Once Swedes started paying attention to what was really in their coffee cups, the people behind the counter at the coffee shops also came into focus.
Once Swedes started paying attention to what was really in their coffee cups, the people behind the counter at the coffee shops also came into focus. First as baristas, and now with their own subculture.

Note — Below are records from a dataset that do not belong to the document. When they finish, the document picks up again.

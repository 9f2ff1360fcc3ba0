//! Configuration types for modes and merging.
//!
//! A **mode** is a named configuration bundle: the timestamp grammar of a
//! family of log files plus the locations those files are collected from and
//! merged into. Modes are loaded from a JSON file:
//!
//! ```json
//! {
//!   "modes": [
//!     {
//!       "name": "api",
//!       "date_regex": "^(\\d{4}-\\d{2}-\\d{2} \\d{2}:\\d{2}:\\d{2})",
//!       "date_format": "%Y-%m-%d %H:%M:%S",
//!       "remote_path": "/var/log/api/",
//!       "file_pattern": "api.log*",
//!       "export_path": "./logs/",
//!       "export_filename": "api-merged.log",
//!       "ssh_connections": [
//!         { "domain": "api1.example.com", "username": "deploy", "number": "1" }
//!       ]
//!     }
//!   ]
//! }
//! ```
//!
//! Only `name`, `date_regex` and `date_format` are interpreted by the merge
//! engine. The remote fields are carried for the transfer step and otherwise
//! ignored.
//!
//! # Example
//!
//! ```rust
//! use logmerge::config::Config;
//!
//! # fn main() -> logmerge::Result<()> {
//! let config = Config::from_json_str(r#"{
//!     "modes": [{ "name": "api", "date_regex": "^(\\d{4}-\\d{2}-\\d{2})", "date_format": "%Y-%m-%d" }]
//! }"#)?;
//!
//! let mode = config.mode("api")?;
//! assert_eq!(mode.date_format, "%Y-%m-%d");
//! # Ok(())
//! # }
//! ```

use std::fs;
use std::path::{Path, PathBuf};

use serde::{Deserialize, Serialize};

use crate::core::timestamp::TimestampPattern;
use crate::error::{LogMergeError, Result};

/// Top-level configuration file.
#[derive(Debug, Clone, Default, Serialize, Deserialize)]
pub struct Config {
    /// All configured modes.
    #[serde(default)]
    pub modes: Vec<Mode>,
}

impl Config {
    /// Loads a configuration file from disk.
    ///
    /// # Errors
    ///
    /// Returns [`LogMergeError::Read`] if the file cannot be read and
    /// [`LogMergeError::ConfigFile`] if it is not a valid configuration.
    pub fn load(path: impl AsRef<Path>) -> Result<Self> {
        let path = path.as_ref();
        let content = fs::read_to_string(path).map_err(|e| LogMergeError::read(path, e))?;
        serde_json::from_str(&content).map_err(|source| LogMergeError::ConfigFile {
            path: Some(path.to_path_buf()),
            source,
        })
    }

    /// Parses a configuration from a JSON string.
    pub fn from_json_str(json: &str) -> Result<Self> {
        serde_json::from_str(json).map_err(|source| LogMergeError::ConfigFile { path: None, source })
    }

    /// Looks up a mode by name.
    ///
    /// # Errors
    ///
    /// Returns [`LogMergeError::UnknownMode`] listing the available names.
    pub fn mode(&self, name: &str) -> Result<&Mode> {
        self.modes
            .iter()
            .find(|m| m.name == name)
            .ok_or_else(|| LogMergeError::UnknownMode {
                name: name.to_string(),
                available: self.mode_names().into_iter().map(String::from).collect(),
            })
    }

    /// Returns the names of all configured modes, in file order.
    pub fn mode_names(&self) -> Vec<&str> {
        self.modes.iter().map(|m| m.name.as_str()).collect()
    }
}

/// A named configuration bundle.
#[derive(Debug, Clone, PartialEq, Eq, Serialize, Deserialize)]
pub struct Mode {
    /// Unique mode identifier.
    pub name: String,

    /// Regex with exactly one capturing group yielding the date substring.
    pub date_regex: String,

    /// strftime-style format for the captured substring.
    pub date_format: String,

    /// Remote directory the logs are collected from (transfer step only).
    #[serde(default)]
    pub remote_path: String,

    /// Glob for log file names, e.g. `app.log*`.
    #[serde(default = "default_file_pattern")]
    pub file_pattern: String,

    /// Local directory holding collected inputs and the merged output.
    #[serde(default = "default_export_path")]
    pub export_path: PathBuf,

    /// File name of the merged output inside `export_path`.
    #[serde(default = "default_export_filename")]
    pub export_filename: String,

    /// Hosts the logs are collected from (transfer step only).
    #[serde(default)]
    pub ssh_connections: Vec<SshConnection>,
}

fn default_file_pattern() -> String {
    "*".to_string()
}

fn default_export_path() -> PathBuf {
    PathBuf::from(".")
}

fn default_export_filename() -> String {
    "merged.log".to_string()
}

impl Mode {
    /// Creates a mode with the given timestamp grammar and default locations.
    pub fn new(
        name: impl Into<String>,
        date_regex: impl Into<String>,
        date_format: impl Into<String>,
    ) -> Self {
        Self {
            name: name.into(),
            date_regex: date_regex.into(),
            date_format: date_format.into(),
            remote_path: String::new(),
            file_pattern: default_file_pattern(),
            export_path: default_export_path(),
            export_filename: default_export_filename(),
            ssh_connections: Vec::new(),
        }
    }

    /// Sets the file name glob.
    #[must_use]
    pub fn with_file_pattern(mut self, pattern: impl Into<String>) -> Self {
        self.file_pattern = pattern.into();
        self
    }

    /// Sets the local export directory.
    #[must_use]
    pub fn with_export_path(mut self, path: impl Into<PathBuf>) -> Self {
        self.export_path = path.into();
        self
    }

    /// Sets the merged output file name.
    #[must_use]
    pub fn with_export_filename(mut self, filename: impl Into<String>) -> Self {
        self.export_filename = filename.into();
        self
    }

    /// Returns the full path of the merged output file.
    pub fn export_file(&self) -> PathBuf {
        self.export_path.join(&self.export_filename)
    }

    /// Compiles this mode's timestamp grammar.
    pub fn timestamp_pattern(&self) -> Result<TimestampPattern> {
        TimestampPattern::new(&self.date_regex, self.date_format.clone())
    }
}

/// A host the logs of a mode are collected from.
///
/// `number` prefixes downloaded file names (`<number>-<file>`) so files from
/// different hosts do not collide.
#[derive(Debug, Clone, PartialEq, Eq, Serialize, Deserialize)]
pub struct SshConnection {
    /// Host name.
    pub domain: String,
    /// Login user.
    pub username: String,
    /// File name prefix for this host.
    pub number: String,
}

/// Configuration for the merge stage.
///
/// # Example
///
/// ```rust
/// use logmerge::config::MergeConfig;
///
/// let config = MergeConfig::new().with_parallel(false);
/// assert!(!config.parallel);
/// ```
#[derive(Debug, Clone, Copy, Serialize, Deserialize)]
pub struct MergeConfig {
    /// Extract timestamps on multiple threads (default: true).
    ///
    /// Has no effect without the `parallel` feature.
    pub parallel: bool,
}

impl Default for MergeConfig {
    fn default() -> Self {
        Self { parallel: true }
    }
}

impl MergeConfig {
    /// Creates a new configuration with default values.
    pub fn new() -> Self {
        Self::default()
    }

    /// Creates a configuration that extracts timestamps on the calling thread.
    pub fn sequential() -> Self {
        Self { parallel: false }
    }

    /// Enables or disables parallel timestamp extraction.
    #[must_use]
    pub fn with_parallel(mut self, enabled: bool) -> Self {
        self.parallel = enabled;
        self
    }
}
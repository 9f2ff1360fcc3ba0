//! Reassembles a flat line stream into multi-line records.
//!
//! A line that matches the timestamp pattern at its start opens a new record;
//! every other line continues the current one. Lines before the first
//! timestamped line are absorbed into the first record rather than dropped.
//!
//! # Example
//!
//! ```
//! use logmerge::core::chunker::chunk;
//! use logmerge::core::timestamp::TimestampPattern;
//!
//! # fn main() -> logmerge::Result<()> {
//! let pattern = TimestampPattern::new(r"^(\d{4}-\d{2}-\d{2})", "%Y-%m-%d")?;
//! let lines = ["2024-01-01 A", "cont1", "2024-01-02 B"];
//!
//! let records: Vec<_> = chunk(lines, &pattern).collect();
//! assert_eq!(records.len(), 2);
//! assert_eq!(records[0].lines(), ["2024-01-01 A", "cont1"]);
//! assert_eq!(records[1].lines(), ["2024-01-02 B"]);
//! # Ok(())
//! # }
//! ```

use std::mem;

use crate::core::models::Record;
use crate::core::timestamp::TimestampPattern;

/// Splits `lines` into records using `pattern` for boundary detection.
///
/// The returned iterator is lazy and single-pass. It never yields an empty
/// record; an empty input yields nothing.
pub fn chunk<I>(lines: I, pattern: &TimestampPattern) -> Chunker<'_, I::IntoIter>
where
    I: IntoIterator,
    I::Item: Into<String>,
{
    Chunker::new(lines.into_iter(), pattern)
}

/// Iterator over the records of a line stream.
///
/// Created by [`chunk`].
#[derive(Debug)]
pub struct Chunker<'p, I> {
    lines: I,
    pattern: &'p TimestampPattern,
    batch: Vec<String>,
    batch_start: usize,
    next_index: usize,
}

impl<'p, I> Chunker<'p, I>
where
    I: Iterator,
    I::Item: Into<String>,
{
    fn new(lines: I, pattern: &'p TimestampPattern) -> Self {
        Self {
            lines,
            pattern,
            batch: Vec::new(),
            batch_start: 0,
            next_index: 0,
        }
    }

    /// Number of input lines consumed so far.
    pub fn lines_consumed(&self) -> usize {
        self.next_index
    }

    fn take_batch(&mut self) -> Option<Record> {
        let lines = mem::take(&mut self.batch);
        Record::from_lines(self.batch_start, lines)
    }
}

impl<I> Iterator for Chunker<'_, I>
where
    I: Iterator,
    I::Item: Into<String>,
{
    type Item = Record;

    fn next(&mut self) -> Option<Self::Item> {
        while let Some(line) = self.lines.next() {
            let line: String = line.into();
            let index = self.next_index;
            self.next_index += 1;

            if !self.batch.is_empty() && self.pattern.is_record_start(&line) {
                let completed = self.take_batch();
                self.batch_start = index;
                self.batch.push(line);
                return completed;
            }

            if self.batch.is_empty() {
                self.batch_start = index;
                if index == 0 && !self.pattern.is_record_start(&line) {
                    tracing::warn!(
                        line = %line,
                        "input does not start with a timestamp; leading lines join the first record"
                    );
                }
            }
            self.batch.push(line);
        }

        // Input exhausted: flush whatever is pending (nothing for empty input).
        self.take_batch()
    }
}
//! Timestamp extraction.
//!
//! A [`TimestampPattern`] pairs a mode's `date_regex` with its `date_format`.
//! It serves two purposes:
//!
//! - boundary detection for the [chunker](crate::core::chunker): a line starts
//!   a new record when the regex matches at its very beginning;
//! - key extraction for the [merger](crate::core::merger): the first capture
//!   group of the record's first line is parsed into a UTC instant.
//!
//! # Example
//!
//! ```
//! use logmerge::core::timestamp::TimestampPattern;
//! use logmerge::Record;
//!
//! # fn main() -> logmerge::Result<()> {
//! let pattern = TimestampPattern::new(
//!     r"^(\d{4}-\d{2}-\d{2} \d{2}:\d{2})",
//!     "%Y-%m-%d %H:%M",
//! )?;
//!
//! assert!(pattern.is_record_start("2024-01-01 09:00 world"));
//! assert!(!pattern.is_record_start("  detail line"));
//!
//! let record = Record::from_lines(0, vec!["2024-01-01 09:00 world".into()]).unwrap();
//! let key = pattern.extract(&record)?;
//! assert_eq!(key.to_string(), "2024-01-01T09:00:00+00:00");
//! # Ok(())
//! # }
//! ```

use chrono::format::ParseErrorKind;
use chrono::{DateTime, NaiveDate, NaiveDateTime, NaiveTime, Utc};
use regex::Regex;

use crate::core::models::{Record, TimestampKey};
use crate::error::{LogMergeError, MalformedReason, Result};

/// Compiled timestamp grammar of a mode.
#[derive(Debug, Clone)]
pub struct TimestampPattern {
    regex: Regex,
    format: String,
}

impl TimestampPattern {
    /// Compiles `date_regex` and pairs it with `date_format`.
    ///
    /// # Errors
    ///
    /// Returns [`LogMergeError::Configuration`] if the regex does not compile.
    /// The capture group count is checked later, on extraction.
    pub fn new(date_regex: &str, date_format: impl Into<String>) -> Result<Self> {
        let regex = Regex::new(date_regex)
            .map_err(|e| LogMergeError::configuration(date_regex, e.to_string()))?;
        Ok(Self {
            regex,
            format: date_format.into(),
        })
    }

    /// Returns the source text of the regex.
    pub fn regex(&self) -> &str {
        self.regex.as_str()
    }

    /// Returns the date format string.
    pub fn format(&self) -> &str {
        &self.format
    }

    /// Returns `true` if `line` begins a new record.
    ///
    /// The regex must match at position 0; it is not required to cover the
    /// whole line.
    pub fn is_record_start(&self, line: &str) -> bool {
        // leftmost-first: a match at 0 is always the one reported
        self.regex.find(line).is_some_and(|m| m.start() == 0)
    }

    /// Derives the sort key of a record from its first line.
    pub fn extract(&self, record: &Record) -> Result<TimestampKey> {
        self.extract_line(record.first_line(), record.start_index())
    }

    /// Derives a sort key from a single line.
    ///
    /// `line_index` is the line's position in the input stream and is only
    /// used for error reporting.
    ///
    /// # Errors
    ///
    /// - [`LogMergeError::Configuration`] if the regex does not have exactly
    ///   one capturing group
    /// - [`LogMergeError::MalformedRecord`] if the regex does not match the
    ///   line or the captured text does not parse under the format
    pub fn extract_line(&self, line: &str, line_index: usize) -> Result<TimestampKey> {
        let groups = self.regex.captures_len() - 1;
        if groups != 1 {
            return Err(LogMergeError::configuration(
                self.regex.as_str(),
                format!("expected exactly one capturing group, found {groups}"),
            ));
        }

        let malformed = |reason| LogMergeError::MalformedRecord {
            line_index,
            line: line.to_string(),
            pattern: self.regex.as_str().to_string(),
            format: self.format.clone(),
            reason,
        };

        let caps = self
            .regex
            .captures(line)
            .ok_or_else(|| malformed(MalformedReason::NoMatch))?;
        let raw = caps
            .get(1)
            .ok_or_else(|| malformed(MalformedReason::MissingCapture))?
            .as_str();

        parse_timestamp(raw, &self.format)
            .map(TimestampKey::from)
            .map_err(|source| {
                malformed(MalformedReason::Unparseable {
                    raw: raw.to_string(),
                    source,
                })
            })
    }
}

/// Derives the sort key of `record` under `pattern`.
///
/// Free-function form of [`TimestampPattern::extract`], usable as a merge
/// key function.
pub fn extract(record: &Record, pattern: &TimestampPattern) -> Result<TimestampKey> {
    pattern.extract(record)
}

/// Parses `raw` under a strftime-style `format` into a UTC instant.
///
/// - An explicit offset in the format (`%z`, `%:z`) is honoured.
/// - Without one, the civil date-time is interpreted as UTC.
/// - Date-only formats yield midnight.
/// - Time-only formats yield that time on 1900-01-01.
///
/// # Example
///
/// ```
/// use logmerge::core::timestamp::parse_timestamp;
///
/// let a = parse_timestamp("2024-01-01 12:00:00", "%Y-%m-%d %H:%M:%S").unwrap();
/// let b = parse_timestamp("2024-01-01T14:00:00+0200", "%Y-%m-%dT%H:%M:%S%z").unwrap();
/// assert_eq!(a, b);
/// ```
pub fn parse_timestamp(raw: &str, format: &str) -> std::result::Result<DateTime<Utc>, chrono::ParseError> {
    if let Ok(dt) = DateTime::parse_from_str(raw, format) {
        return Ok(dt.with_timezone(&Utc));
    }

    match NaiveDateTime::parse_from_str(raw, format) {
        Ok(naive) => Ok(naive.and_utc()),
        Err(err) if err.kind() == ParseErrorKind::NotEnough => {
            if let Ok(date) = NaiveDate::parse_from_str(raw, format) {
                return Ok(date.and_time(NaiveTime::MIN).and_utc());
            }
            if let Ok(time) = NaiveTime::parse_from_str(raw, format) {
                if let Some(date) = NaiveDate::from_ymd_opt(1900, 1, 1) {
                    return Ok(date.and_time(time).and_utc());
                }
            }
            Err(err)
        }
        Err(err) => Err(err),
    }
}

“Great coffee is no hocus-pocus, everyone can do it. But we who are working with quality coffee and have gone into it in detail, for us it's a craft. I could work with coffee for the rest of my life and still not learn everything,” says Simon Westerlund, barista at Drop Coffee in Stockholm. Along with four colleagues from the combined cafe and roastery, Westerlund participated in the Swedish espresso championship Barista Cup, which was held in Stockholm. “A barista’s job is glamorous. I hope to immerse myself in coffee roasting, but it is a sophisticated operation, which requires mastery of the botany of coffee, and the various brewing techniques first. Just as a director must have control over the actors’ characters, the roaster must keep track of the coffee,” says Joanna Elm, who’s been a barista for five years and also attended the championship. Both Westerlund and Elm talk lyrically about coffee and call other people in the business “family.”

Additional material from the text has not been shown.